Within the story of ‘Wonder’, I was Summer growing up because I oft befriended those in my classes no one else could understand at first glance. I did not focus on their disabilities or their learning difficulties, mostly because I had my own strugglements with speech, reading, and mathematics. I saw the world through a pair of dyslexic eyes and I was always considered the ‘different one’, so I suppose you could say I always sought out the friends who were a bit different like me. I saw them the way I hoped everyone else saw them. Not as the boy in pre-school who was feared mute; he was simply a happy-go-lucky soul who had such an aura of kindness around him, he made glow and chuckle without words at all! I didn’t even notice the girl’s wheelchair at the Science Center, but saw her active mind for solving complicated issues and tasks whilst we pretended we were stranded on a desert island without proper provisions. And, I could continue to call out cherished friends throughout my schooling years who always staid close in thought and mind. I oft wondered over the years where they are and what they are doing. If perhaps they found others like me who saw their souls shining bright and their voices conveying their courage and their friendship? Each of us is on a path towards understanding more of who we are and why we are here. Why then do some try to make our path a bit more difficult by simply not accepting we all are different from each other, but we’re all the same at the very same time!? Our differences make us unique, and our similarities connect us through a tapestry of thread that extends from one heart to another until everyone is united.

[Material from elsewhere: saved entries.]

//! Schema introspection: turns a [`TypeShape`] into the ordered list of
//! mappable fields, and caches the result per record type.
//!
//! Traversal is depth first in declaration order. Sub-records expand in place
//! of the field that holds them, embedded ones never get a column of their
//! own, and `-` annotated or private fields are dropped.

use std::{
    any::TypeId,
    sync::{Arc, LazyLock},
};

use dashmap::DashMap;
use log::debug;

use crate::{
    descriptor::{Annotation, FieldDescriptor, PathStep, display_path, parse_annotation},
    error::{Error, Result},
    record::Record,
    shape::{FieldKind, TypeShape},
};

/// Process-wide schema cache keyed by record type. Introspection is pure, so
/// a racing first population simply keeps whichever schema landed first.
static SCHEMA_CACHE: LazyLock<DashMap<TypeId, Arc<Schema>>> = LazyLock::new(DashMap::new);

#[derive(Debug, Clone, PartialEq, Eq)]
pub struct Schema {
    type_name: &'static str,
    fields: Vec<FieldDescriptor>,
}

impl Schema {
    pub fn type_name(&self) -> &'static str {
        self.type_name
    }

    pub fn fields(&self) -> &[FieldDescriptor] {
        &self.fields
    }

    pub fn len(&self) -> usize {
        self.fields.len()
    }

    pub fn is_empty(&self) -> bool {
        self.fields.is_empty()
    }

    /// Every declared name of every field, in field order.
    pub fn header_names(&self) -> Vec<String> {
        self.fields
            .iter()
            .flat_map(|field| field.names().iter().cloned())
            .collect()
    }

    /// The first declared name of every field, in field order.
    pub fn canonical_headers(&self) -> Vec<String> {
        self.fields
            .iter()
            .map(|field| field.canonical_name().to_string())
            .collect()
    }
}

/// Returns the cached schema for `T`, introspecting it on first use.
pub fn schema_of<T: Record>() -> Result<Arc<Schema>> {
    let key = TypeId::of::<T>();
    if let Some(cached) = SCHEMA_CACHE.get(&key) {
        return Ok(Arc::clone(cached.value()));
    }

    let schema = Arc::new(introspect(&T::shape())?);
    debug!(
        "Introspected {} mappable field(s) on '{}'",
        schema.len(),
        schema.type_name()
    );
    let entry = SCHEMA_CACHE.entry(key).or_insert(schema);
    Ok(Arc::clone(entry.value()))
}

/// Builds a schema from a shape without consulting the cache.
pub fn introspect(shape: &TypeShape) -> Result<Schema> {
    if !shape.is_record() {
        return Err(Error::UnsupportedRootType {
            type_name: shape.type_name,
        });
    }

    let mut fields = Vec::new();
    let mut ancestors = vec![shape.type_id];
    collect_fields(shape, &[], &mut ancestors, &mut fields)?;

    if fields.is_empty() {
        return Err(Error::NoMappableFields {
            type_name: shape.type_name,
        });
    }
    Ok(Schema {
        type_name: shape.type_name,
        fields,
    })
}

fn collect_fields(
    shape: &TypeShape,
    prefix: &[PathStep],
    ancestors: &mut Vec<TypeId>,
    out: &mut Vec<FieldDescriptor>,
) -> Result<()> {
    for (index, field) in shape.fields().iter().enumerate() {
        if !field.public {
            continue;
        }
        let Annotation::Mapped { names, omit_empty } = parse_annotation(field.tag, field.ident)
        else {
            continue;
        };

        let mut path = prefix.to_vec();
        match field.kind {
            FieldKind::Value => {
                path.push(PathStep {
                    index,
                    ident: field.ident,
                    optional: false,
                });
                out.push(FieldDescriptor::new(names, omit_empty, path));
            }
            FieldKind::Record {
                shape: nested_shape,
                optional,
                ..
            } => {
                path.push(PathStep {
                    index,
                    ident: field.ident,
                    optional,
                });
                let nested = nested_shape();
                if !nested.is_record() {
                    return Err(Error::ShapeMismatch {
                        type_name: shape.type_name,
                        path: display_path(&path),
                    });
                }
                if ancestors.contains(&nested.type_id) {
                    return Err(Error::RecursiveRecord {
                        type_name: nested.type_name,
                        path: display_path(&path),
                    });
                }
                ancestors.push(nested.type_id);
                collect_fields(&nested, &path, ancestors, out)?;
                ancestors.pop();
            }
        }
    }
    Ok(())
}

If only the story of August Pullman could continue and carry-on as he grows and gains more experiences in middle school, high school, and the life awaiting him past the walls of school. I’d welcome a series of sequels which allow us back into his family and his inner world.

A notation on bullying:

I will always celebrate those writers who are on the forefront of the social conversation for change in regards to ‘bullying’. I previously reviewed The Pact by Mitchell S. Karnes, which dealt with a decidedly different point of view on bullying and being bullied; to the brink of challenging this reader’s opinion of how much violent inclusion is necessary to carry the story. Within that narrative, a true impression of the depths of which bullying is now surfacing to include was both harrowing and insightful; showing the true measure of how much change we need to bring to the limelight for a very difficult challenge to overcome. I am going to be reviewing the second book in Karnes novel this Summer (The Dragon’s Pawn) in which I resume the story where the last installment left off; on the suggestion of the author that my wrinkles and flies in the ointments would be fully understood and fleshed out in the sequel. Until then, as I am quite open to seeing where his vision is leading him in this conversation, I am going to seek out other stories for children and young adults to tie in the conversation further whilst exploring the literature sparking the dialogue amongst adults who seek to protect the innocents who are affected.

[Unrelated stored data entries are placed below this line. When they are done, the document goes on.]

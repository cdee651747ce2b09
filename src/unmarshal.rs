//! Read sessions: header validation once, then one record per row.

use std::fmt;

use log::{trace, warn};

use crate::{
    config::Config,
    error::{Error, Result},
    record::Record,
    rows::RowSource,
    validated::ValidatedSchema,
};

/// Error callback that stops bulk reading at the first failing row.
pub fn stop_on_error(err: Error) -> Result<()> {
    Err(err)
}

/// Error callback that logs the failing row and keeps reading.
pub fn log_and_continue(err: Error) -> Result<()> {
    warn!("Skipping row: {err}");
    Ok(())
}

pub struct Unmarshaller<T, S> {
    validated: ValidatedSchema<T>,
    source: S,
    line: usize,
}

impl<T: Record, S: RowSource> Unmarshaller<T, S> {
    /// Opens a session with the default [`Config`].
    pub fn new(source: S) -> Result<Self> {
        Self::with_config(&Config::default(), source)
    }

    /// Consumes the header row from `source` and validates it against `T`.
    pub fn with_config(config: &Config, mut source: S) -> Result<Self> {
        let headers = source.read_row()?.ok_or(Error::MissingHeader)?;
        let validated = ValidatedSchema::for_input(config, &headers)?;
        Ok(Self {
            validated,
            source,
            line: 1,
        })
    }

    /// Reads the next record, `Ok(None)` at end of input.
    ///
    /// Errors carry the 1-based line of the offending row (the header is
    /// line 1) and do not end the session: the next call moves on to the
    /// following row.
    pub fn read(&mut self) -> Result<Option<T>> {
        let row = match self.source.read_row() {
            Ok(Some(row)) => row,
            Ok(None) => return Ok(None),
            Err(err) => {
                self.line += 1;
                return Err(Error::Io(err).on_line(self.line));
            }
        };
        self.line += 1;
        trace!("Assembling line {} ({} cell(s))", self.line, row.len());
        self.validated
            .assemble(&row)
            .map(Some)
            .map_err(|err| err.on_line(self.line))
    }

    /// Reads every remaining row, handing failures to `on_error`.
    ///
    /// `on_error` returning `Err` stops reading and that error is returned.
    pub fn read_all<E>(&mut self, on_error: E) -> Result<Vec<T>>
    where
        E: FnMut(Error) -> Result<()>,
    {
        let mut records = Vec::new();
        self.read_all_with(
            |record| {
                records.push(record);
                Ok(())
            },
            on_error,
        )?;
        Ok(records)
    }

    /// Drives the session to the end of input.
    ///
    /// Each record goes to `on_success` and each row failure to `on_error`.
    /// Either callback stops the loop by returning `Err`, which is then
    /// returned from here.
    pub fn read_all_with<F, E>(&mut self, mut on_success: F, mut on_error: E) -> Result<()>
    where
        F: FnMut(T) -> Result<()>,
        E: FnMut(Error) -> Result<()>,
    {
        loop {
            match self.read() {
                Ok(Some(record)) => on_success(record)?,
                Ok(None) => return Ok(()),
                Err(err) => on_error(err)?,
            }
        }
    }

    pub fn validated(&self) -> &ValidatedSchema<T> {
        &self.validated
    }

    pub fn headers(&self) -> &[String] {
        self.validated.headers()
    }

    /// Line number of the last row read; 1 right after the header.
    pub fn line(&self) -> usize {
        self.line
    }

    pub fn into_inner(self) -> S {
        self.source
    }
}

impl<T: Record, S: RowSource> Iterator for Unmarshaller<T, S> {
    type Item = Result<T>;

    fn next(&mut self) -> Option<Self::Item> {
        self.read().transpose()
    }
}

impl<T, S> fmt::Debug for Unmarshaller<T, S> {
    fn fmt(&self, f: &mut fmt::Formatter<'_>) -> fmt::Result {
        f.debug_struct("Unmarshaller")
            .field("validated", &self.validated)
            .field("line", &self.line)
            .finish_non_exhaustive()
    }
}

#[cfg(test)]
mod tests {
    use std::{collections::VecDeque, io};

    use super::*;

    crate::tabular_record! {
        #[derive(Debug, Default, PartialEq)]
        pub struct Reading {
            #[csv(value = "sensor")]
            pub sensor: String,
            #[csv(value = "value")]
            pub value: f64,
        }
    }

    struct Scripted(VecDeque<io::Result<Option<Vec<String>>>>);

    impl RowSource for Scripted {
        fn read_row(&mut self) -> io::Result<Option<Vec<String>>> {
            self.0.pop_front().unwrap_or(Ok(None))
        }
    }

    fn row(cells: &[&str]) -> io::Result<Option<Vec<String>>> {
        Ok(Some(cells.iter().map(|cell| cell.to_string()).collect()))
    }

    #[test]
    fn io_failures_are_annotated_and_skippable() {
        let source = Scripted(VecDeque::from(vec![
            row(&["sensor", "value"]),
            Err(io::Error::other("disk hiccup")),
            row(&["t1", "1.5"]),
        ]));
        let mut um = Unmarshaller::<Reading, _>::new(source).unwrap();

        let err = um.read().unwrap_err();
        assert_eq!(err.line(), Some(2));
        assert!(matches!(err.root(), Error::Io(_)));

        let reading = um.read().unwrap().unwrap();
        assert_eq!(reading.value, 1.5);
        assert_eq!(um.line(), 3);
        assert!(um.read().unwrap().is_none());
    }

    #[test]
    fn empty_input_has_no_header() {
        let err = Unmarshaller::<Reading, _>::new(Scripted(VecDeque::new())).unwrap_err();
        assert!(matches!(err, Error::MissingHeader));
    }

    #[test]
    fn success_callback_can_stop_reading() {
        let source = Scripted(VecDeque::from(vec![
            row(&["sensor", "value"]),
            row(&["t1", "1"]),
            row(&["t2", "2"]),
        ]));
        let mut um = Unmarshaller::<Reading, _>::new(source).unwrap();
        let mut seen = Vec::new();
        let result = um.read_all_with(
            |reading| {
                seen.push(reading.sensor);
                Err(anyhow::anyhow!("enough").into())
            },
            stop_on_error,
        );
        assert_eq!(result.unwrap_err().to_string(), "enough");
        assert_eq!(seen, vec!["t1"]);
    }
}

The following video was unearthed whilst I was seeking supporting content for this special feature of “Booking the Rails”. I always strive to find content that has merit and interconnecting positions within the theme or context of what I read. Every small pebble and ripple of change has to begin with one person deciding that enough is surely enough. Bullying isn’t something that we have to ‘agree to disagree’ about happening; it’s an underbelly issue of intolerance and negative passive aggression, rage, and unprecedented psychological trauma. We need to take a stand and re-direct the behaviour by giving clear guidelines of proper communication skills, action-reaction tactics, and the ability to intercede through mitigation where parties involved in bullying will talk out their emotional triggers and start a conversation towards resolution, change, and reconstruction of childhood interactions. There is a heap of work yet to be done, it all starts with a single conversation about how to interact with peers and what do when your faced with the cruelty of the growing years being taunted in your face.

This is one bullied girl on a mission to seek out stories which bring both sides of the discussion to the forefront. Join me?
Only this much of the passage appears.